▸ Work to complete
Exactly as given, restate each record that follows.

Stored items
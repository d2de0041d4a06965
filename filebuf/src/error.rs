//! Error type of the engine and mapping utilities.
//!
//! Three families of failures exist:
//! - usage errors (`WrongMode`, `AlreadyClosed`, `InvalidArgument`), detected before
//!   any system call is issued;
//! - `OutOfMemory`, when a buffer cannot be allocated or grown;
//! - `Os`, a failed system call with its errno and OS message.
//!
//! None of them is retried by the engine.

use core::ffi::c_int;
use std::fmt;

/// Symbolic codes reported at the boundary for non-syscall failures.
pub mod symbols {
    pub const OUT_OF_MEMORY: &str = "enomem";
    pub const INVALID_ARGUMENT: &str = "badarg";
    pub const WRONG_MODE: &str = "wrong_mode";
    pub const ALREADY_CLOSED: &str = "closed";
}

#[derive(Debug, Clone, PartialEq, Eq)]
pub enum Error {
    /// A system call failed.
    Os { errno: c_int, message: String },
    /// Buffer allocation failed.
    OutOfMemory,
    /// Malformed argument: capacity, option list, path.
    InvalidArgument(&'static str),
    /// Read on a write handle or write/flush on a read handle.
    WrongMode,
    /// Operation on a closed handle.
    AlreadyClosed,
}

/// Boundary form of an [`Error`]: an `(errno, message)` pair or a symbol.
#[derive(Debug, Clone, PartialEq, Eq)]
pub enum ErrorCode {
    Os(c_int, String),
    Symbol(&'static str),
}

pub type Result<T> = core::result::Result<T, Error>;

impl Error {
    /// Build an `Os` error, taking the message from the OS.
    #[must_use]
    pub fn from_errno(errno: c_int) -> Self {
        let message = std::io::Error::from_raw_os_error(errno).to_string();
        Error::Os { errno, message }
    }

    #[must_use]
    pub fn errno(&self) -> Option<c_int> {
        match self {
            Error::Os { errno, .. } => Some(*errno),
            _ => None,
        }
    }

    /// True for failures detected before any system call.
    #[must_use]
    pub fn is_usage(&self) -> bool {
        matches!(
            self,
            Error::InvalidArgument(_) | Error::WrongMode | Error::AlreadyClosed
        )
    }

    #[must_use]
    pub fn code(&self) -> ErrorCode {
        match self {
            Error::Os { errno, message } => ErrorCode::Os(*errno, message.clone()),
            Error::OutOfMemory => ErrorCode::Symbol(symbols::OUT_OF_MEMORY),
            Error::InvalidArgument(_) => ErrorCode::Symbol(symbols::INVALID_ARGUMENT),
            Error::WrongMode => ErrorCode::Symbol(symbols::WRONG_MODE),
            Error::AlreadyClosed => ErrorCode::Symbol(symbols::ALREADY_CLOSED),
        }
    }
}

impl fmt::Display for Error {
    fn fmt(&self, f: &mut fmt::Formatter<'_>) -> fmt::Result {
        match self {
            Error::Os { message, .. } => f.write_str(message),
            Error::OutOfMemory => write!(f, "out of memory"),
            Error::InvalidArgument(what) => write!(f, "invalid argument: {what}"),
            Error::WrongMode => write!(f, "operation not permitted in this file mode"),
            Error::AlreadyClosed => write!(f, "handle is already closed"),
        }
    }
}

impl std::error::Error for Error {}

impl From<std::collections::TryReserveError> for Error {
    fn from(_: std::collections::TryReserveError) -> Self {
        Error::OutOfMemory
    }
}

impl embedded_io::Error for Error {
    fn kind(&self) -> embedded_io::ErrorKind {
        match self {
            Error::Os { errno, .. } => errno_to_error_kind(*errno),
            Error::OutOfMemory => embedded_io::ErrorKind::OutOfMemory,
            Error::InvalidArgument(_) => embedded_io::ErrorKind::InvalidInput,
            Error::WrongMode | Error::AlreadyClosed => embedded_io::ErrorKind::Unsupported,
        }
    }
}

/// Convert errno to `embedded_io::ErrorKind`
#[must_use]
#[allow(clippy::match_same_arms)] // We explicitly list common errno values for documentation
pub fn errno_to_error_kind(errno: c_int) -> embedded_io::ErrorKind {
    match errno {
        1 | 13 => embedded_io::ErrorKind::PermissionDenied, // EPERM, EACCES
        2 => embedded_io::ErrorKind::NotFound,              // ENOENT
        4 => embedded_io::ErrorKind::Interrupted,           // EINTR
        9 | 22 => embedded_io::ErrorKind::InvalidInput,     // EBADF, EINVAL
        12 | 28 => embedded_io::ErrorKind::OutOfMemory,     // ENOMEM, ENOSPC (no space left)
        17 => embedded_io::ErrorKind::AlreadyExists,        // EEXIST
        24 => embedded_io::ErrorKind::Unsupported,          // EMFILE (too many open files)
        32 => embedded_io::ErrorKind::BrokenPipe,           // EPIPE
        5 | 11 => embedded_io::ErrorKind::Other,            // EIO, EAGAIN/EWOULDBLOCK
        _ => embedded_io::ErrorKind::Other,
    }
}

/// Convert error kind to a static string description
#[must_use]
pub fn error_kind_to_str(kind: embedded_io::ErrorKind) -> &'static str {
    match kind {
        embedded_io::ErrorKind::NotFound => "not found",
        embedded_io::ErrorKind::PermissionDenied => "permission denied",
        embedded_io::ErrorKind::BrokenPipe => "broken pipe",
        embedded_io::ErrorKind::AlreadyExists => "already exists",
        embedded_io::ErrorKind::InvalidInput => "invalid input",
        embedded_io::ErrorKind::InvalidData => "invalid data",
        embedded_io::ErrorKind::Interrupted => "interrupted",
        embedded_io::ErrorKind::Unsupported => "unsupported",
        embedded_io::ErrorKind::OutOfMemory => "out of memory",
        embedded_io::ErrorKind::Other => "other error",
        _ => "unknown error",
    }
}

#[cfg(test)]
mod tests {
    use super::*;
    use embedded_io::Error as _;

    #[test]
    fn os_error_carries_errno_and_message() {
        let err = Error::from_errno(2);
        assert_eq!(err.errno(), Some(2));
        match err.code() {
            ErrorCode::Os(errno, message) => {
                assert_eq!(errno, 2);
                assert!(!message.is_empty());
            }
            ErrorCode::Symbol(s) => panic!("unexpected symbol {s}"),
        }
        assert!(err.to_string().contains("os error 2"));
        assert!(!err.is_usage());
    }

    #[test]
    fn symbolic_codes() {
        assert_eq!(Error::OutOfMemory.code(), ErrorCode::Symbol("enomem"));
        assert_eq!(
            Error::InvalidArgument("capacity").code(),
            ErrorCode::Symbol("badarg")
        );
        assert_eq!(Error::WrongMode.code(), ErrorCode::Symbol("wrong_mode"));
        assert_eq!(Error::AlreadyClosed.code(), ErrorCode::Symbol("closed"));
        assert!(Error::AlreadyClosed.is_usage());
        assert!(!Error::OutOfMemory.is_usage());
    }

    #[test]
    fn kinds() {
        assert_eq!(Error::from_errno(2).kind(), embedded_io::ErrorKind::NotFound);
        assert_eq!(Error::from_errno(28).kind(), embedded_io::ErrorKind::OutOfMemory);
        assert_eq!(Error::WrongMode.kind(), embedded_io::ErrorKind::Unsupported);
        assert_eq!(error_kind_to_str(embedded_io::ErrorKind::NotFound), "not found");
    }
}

▸ Solution for this task
repository d2de0041d4a06965
filename filebuf/src/error.rs
//! Error type of the engine and mapping utilities.
//!
//! Three families of failures exist:
//! - usage errors (`WrongMode`, `AlreadyClosed`, `InvalidArgument`), detected before
//!   any system call is issued;
//! - `OutOfMemory`, when a buffer cannot be allocated or grown;
//! - `Os`, a failed system call with its errno and OS message.
//!
//! None of them is retried by the engine.

use core::ffi::c_int;
use std::fmt;

/// Symbolic codes reported at the boundary for non-syscall failures.
pub mod symbols {
    pub const OUT_OF_MEMORY: &str = "enomem";
    pub const INVALID_ARGUMENT: &str = "badarg";
    pub const WRONG_MODE: &str = "wrong_mode";
    pub const ALREADY_CLOSED: &str = "closed";
}

#[derive(Debug, Clone, PartialEq, Eq)]
pub enum Error {
    /// A system call failed.
    Os { errno: c_int, message: String },
    /// Buffer allocation failed.
    OutOfMemory,
    /// Malformed argument: capacity, option list, path.
    InvalidArgument(&'static str),
    /// Read on a write handle or write/flush on a read handle.
    WrongMode,
    /// Operation on a closed handle.
    AlreadyClosed,
}

/// Boundary form of an [`Error`]: an `(errno, message)` pair or a symbol.
#[derive(Debug, Clone, PartialEq, Eq)]
pub enum ErrorCode {
    Os(c_int, String),
    Symbol(&'static str),
}

pub type Result<T> = core::result::Result<T, Error>;

impl Error {
    /// Build an `Os` error, taking the message from the OS.
    #[must_use]
    pub fn from_errno(errno: c_int) -> Self {
        let message = std::io::Error::from_raw_os_error(errno).to_string();
        Error::Os { errno, message }
    }

    #[must_use]
    pub fn errno(&self) -> Option<c_int> {
        match self {
            Error::Os { errno, .. } => Some(*errno),
            _ => None,
        }
    }

    /// True for failures detected before any system call.
    #[must_use]
    pub fn is_usage(&self) -> bool {
        matches!(
            self,
            Error::InvalidArgument(_) | Error::WrongMode | Error::AlreadyClosed
        )
    }

    #[must_use]
    pub fn code(&self) -> ErrorCode {
        match self {
            Error::Os { errno, message } => ErrorCode::Os(*errno, message.clone()),
            Error::OutOfMemory => ErrorCode::Symbol(symbols::OUT_OF_MEMORY),
            Error::InvalidArgument(_) => ErrorCode::Symbol(symbols::INVALID_ARGUMENT),
            Error::WrongMode => ErrorCode::Symbol(symbols::WRONG_MODE),
            Error::AlreadyClosed => ErrorCode::Symbol(symbols::ALREADY_CLOSED),
        }
    }
}

impl fmt::Display for Error {
    fn fmt(&self, f: &mut fmt::Formatter<'_>) -> fmt::Result {
        match self {
            Error::Os { message, .. } => f.write_str(message),
            Error::OutOfMemory => write!(f, "out of memory"),
            Error::InvalidArgument(what) => write!(f, "invalid argument: {what}"),
            Error::WrongMode => write!(f, "operation not permitted in this file mode"),
            Error::AlreadyClosed => write!(f, "handle is already closed"),
        }
    }
}

impl std::error::Error for Error {}

impl From<std::collections::TryReserveError> for Error {
    fn from(_: std::collections::TryReserveError) -> Self {
        Error::OutOfMemory
    }
}

impl embedded_io::Error for Error {
    fn kind(&self) -> embedded_io::ErrorKind {
        match self {
            Error::Os { errno, .. } => errno_to_error_kind(*errno),
            Error::OutOfMemory => embedded_io::ErrorKind::OutOfMemory,
            Error::InvalidArgument(_) => embedded_io::ErrorKind::InvalidInput,
            Error::WrongMode | Error::AlreadyClosed => embedded_io::ErrorKind::Unsupported,
        }
    }
}

/// Convert errno to `embedded_io::ErrorKind`
#[must_use]
#[allow(clippy::match_same_arms)] // We explicitly list common errno values for documentation
pub fn errno_to_error_kind(errno: c_int) -> embedded_io::ErrorKind {
    match errno {
        1 | 13 => embedded_io::ErrorKind::PermissionDenied, // EPERM, EACCES
        2 => embedded_io::ErrorKind::NotFound,              // ENOENT
        4 => embedded_io::ErrorKind::Interrupted,           // EINTR
        9 | 22 => embedded_io::ErrorKind::InvalidInput,     // EBADF, EINVAL
        12 | 28 => embedded_io::ErrorKind::OutOfMemory,     // ENOMEM, ENOSPC (no space left)
        17 => embedded_io::ErrorKind::AlreadyExists,        // EEXIST
        24 => embedded_io::ErrorKind::Unsupported,          // EMFILE (too many open files)
        32 => embedded_io::ErrorKind::BrokenPipe,           // EPIPE
        5 | 11 => embedded_io::ErrorKind::Other,            // EIO, EAGAIN/EWOULDBLOCK
        _ => embedded_io::ErrorKind::Other,
    }
}

/// Convert error kind to a static string description
#[must_use]
pub fn error_kind_to_str(kind: embedded_io::ErrorKind) -> &'static str {
    match kind {
        embedded_io::ErrorKind::NotFound => "not found",
        embedded_io::ErrorKind::PermissionDenied => "permission denied",
        embedded_io::ErrorKind::BrokenPipe => "broken pipe",
        embedded_io::ErrorKind::AlreadyExists => "already exists",
        embedded_io::ErrorKind::InvalidInput => "invalid input",
        embedded_io::ErrorKind::InvalidData => "invalid data",
        embedded_io::ErrorKind::Interrupted => "interrupted",
        embedded_io::ErrorKind::Unsupported => "unsupported",
        embedded_io::ErrorKind::OutOfMemory => "out of memory",
        embedded_io::ErrorKind::Other => "other error",
        _ => "unknown error",
    }
}

#[cfg(test)]
mod tests {
    use super::*;
    use embedded_io::Error as _;

    #[test]
    fn os_error_carries_errno_and_message() {
        let err = Error::from_errno(2);
        assert_eq!(err.errno(), Some(2));
        match err.code() {
            ErrorCode::Os(errno, message) => {
                assert_eq!(errno, 2);
                assert!(!message.is_empty());
            }
            ErrorCode::Symbol(s) => panic!("unexpected symbol {s}"),
        }
        assert!(err.to_string().contains("os error 2"));
        assert!(!err.is_usage());
    }

    #[test]
    fn symbolic_codes() {
        assert_eq!(Error::OutOfMemory.code(), ErrorCode::Symbol("enomem"));
        assert_eq!(
            Error::InvalidArgument("capacity").code(),
            ErrorCode::Symbol("badarg")
        );
        assert_eq!(Error::WrongMode.code(), ErrorCode::Symbol("wrong_mode"));
        assert_eq!(Error::AlreadyClosed.code(), ErrorCode::Symbol("closed"));
        assert!(Error::AlreadyClosed.is_usage());
        assert!(!Error::OutOfMemory.is_usage());
    }

    #[test]
    fn kinds() {
        assert_eq!(Error::from_errno(2).kind(), embedded_io::ErrorKind::NotFound);
        assert_eq!(Error::from_errno(28).kind(), embedded_io::ErrorKind::OutOfMemory);
        assert_eq!(Error::WrongMode.kind(), embedded_io::ErrorKind::Unsupported);
        assert_eq!(error_kind_to_str(embedded_io::ErrorKind::NotFound), "not found");
    }
}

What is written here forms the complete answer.